How Cross-Border Prescriptions Work
A walkthrough of the physician and regulatory steps.
Published: April 2026 · Category: Patient education
Why this matters
For patients navigating cross-border specialty drug access, understanding the underlying framework is as important as knowing which drug you need. This article explains how cross-border prescriptions work — what it is, who it affects, and what you can do about it.
Background
The global pharmaceutical system approves drugs country-by-country. A drug approved by the US FDA may not be approved by the European EMA, the UAE MOHAP, or the Indian CDSCO. Even after approval, reimbursement decisions, pricing negotiations, and distribution logistics can delay availability by years. For patients with serious or rare conditions, "years" is not an acceptable timeline.

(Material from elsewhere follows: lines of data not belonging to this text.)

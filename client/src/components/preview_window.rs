//! Live preview of the composed template.

use leptos::prelude::*;

/// Sandboxed iframe rendering the composed document via `srcdoc`.
///
/// Scripts run inside the sandbox; the frame never navigates the editor.
#[component]
pub fn PreviewWindow(#[prop(into)] srcdoc: Signal<String>) -> impl IntoView {
    view! {
        <div class="preview-window">
            <iframe
                class="preview-window__frame"
                title="Website Preview"
                sandbox="allow-scripts allow-same-origin"
                srcdoc=move || srcdoc.get()
            ></iframe>
        </div>
    }
}
//! Sidebar masthead.

use leptos::prelude::*;

#[component]
pub fn Header() -> impl IntoView {
    view! {
        <div class="header">
            <h1 class="header__title">"Sitesmith"</h1>
            <p class="header__tagline">
                "Describe your ideal website, and let AI bring it to life with Tailwind CSS."
            </p>
        </div>
    }
}
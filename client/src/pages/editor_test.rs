use super::*;

#[test]
fn submit_requires_an_idle_request_slot() {
    assert!(can_submit(false, "a landing page"));
    assert!(!can_submit(true, "a landing page"));
}

#[test]
fn submit_requires_a_non_blank_prompt() {
    assert!(!can_submit(false, ""));
    assert!(!can_submit(false, "   \n"));
}
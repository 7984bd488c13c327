use super::*;

fn make_response(content: serde_json::Value) -> String {
    serde_json::json!({
        "id": "msg_123",
        "type": "message",
        "role": "assistant",
        "content": content,
        "model": "claude-sonnet-4-5-20250929",
        "stop_reason": "end_turn",
        "usage": { "input_tokens": 100, "output_tokens": 50 }
    })
    .to_string()
}

#[test]
fn parse_text_response() {
    let json = make_response(serde_json::json!([
        { "type": "text", "text": "<!DOCTYPE html><html></html>" }
    ]));
    let resp = parse_response(&json).unwrap();
    assert_eq!(resp.content.len(), 1);
    assert!(matches!(&resp.content[0], ContentBlock::Text { text } if text.starts_with("<!DOCTYPE")));
    assert_eq!(resp.model, "claude-sonnet-4-5-20250929");
    assert_eq!(resp.stop_reason, "end_turn");
    assert_eq!(resp.input_tokens, 100);
    assert_eq!(resp.output_tokens, 50);
}

#[test]
fn parse_unknown_content_filtered() {
    let json = make_response(serde_json::json!([
        { "type": "text", "text": "hi" },
        { "type": "some_future_type", "data": {} }
    ]));
    let resp = parse_response(&json).unwrap();
    assert_eq!(resp.content.len(), 1);
    assert!(matches!(&resp.content[0], ContentBlock::Text { .. }));
}

#[test]
fn parse_thinking_block_is_kept_but_not_text() {
    let json = make_response(serde_json::json!([
        { "type": "thinking", "thinking": "planning the layout" },
        { "type": "text", "text": "<html></html>" }
    ]));
    let resp = parse_response(&json).unwrap();
    assert_eq!(resp.content.len(), 2);
    assert_eq!(resp.text(), "<html></html>");
}

#[test]
fn parse_malformed_json_errors() {
    let err = parse_response("{not json").unwrap_err();
    assert!(matches!(err, LlmError::ApiParse(_)));
}
use super::*;

fn full_document() -> Document {
    Document {
        html: "<html><head></head><body><p>x</p></body></html>".to_owned(),
        css: "p { margin: 0; }".to_owned(),
        js: "boot();".to_owned(),
    }
}

#[test]
fn full_document_exports_three_files() {
    let files = plan_export(&full_document());
    let names: Vec<&str> = files.iter().map(|f| f.filename).collect();
    assert_eq!(names, ["index.html", "style.css", "script.js"]);
}

#[test]
fn exported_html_regains_its_doctype() {
    let files = plan_export(&full_document());
    assert!(files[0].contents.starts_with("<!DOCTYPE html>\n<html>"));
    assert_eq!(files[0].mime, "text/html");
}

#[test]
fn markup_without_body_marker_is_not_exported() {
    let doc = Document { html: "<div>fragment</div>".to_owned(), ..full_document() };
    let files = plan_export(&doc);
    let names: Vec<&str> = files.iter().map(|f| f.filename).collect();
    assert_eq!(names, ["style.css", "script.js"]);
}

#[test]
fn blank_buffers_are_skipped() {
    let doc = Document {
        html: "<html><body></body></html>".to_owned(),
        css: "  \n".to_owned(),
        js: String::new(),
    };
    let files = plan_export(&doc);
    let names: Vec<&str> = files.iter().map(|f| f.filename).collect();
    assert_eq!(names, ["index.html"]);
}

#[test]
fn empty_document_plans_nothing() {
    assert!(plan_export(&Document::default()).is_empty());
}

How patients navigate this gap
Named Patient Programs (NPPs), compassionate-use pathways, and personal-import frameworks are the legal mechanisms most countries use to let individual patients access specific drugs that are not yet registered domestically. These frameworks have been around for decades and have strong regulatory backing. What has changed recently is the global supply chain: with the US Drug Supply Chain Security Act (DSCSA) now fully in force, the entire lifecycle of a drug from US manufacturer to international patient can be tracked with unprecedented precision.
What this means for you
If you or a family member has been told that "the drug you need is not available here", you almost certainly have options. The question is which pathway, which country's framework, which physician, and which supplier. Each choice affects timeline, cost, and safety. A specialty-pharmacy platform like Reserve Meds exists to help navigate these choices end-to-end.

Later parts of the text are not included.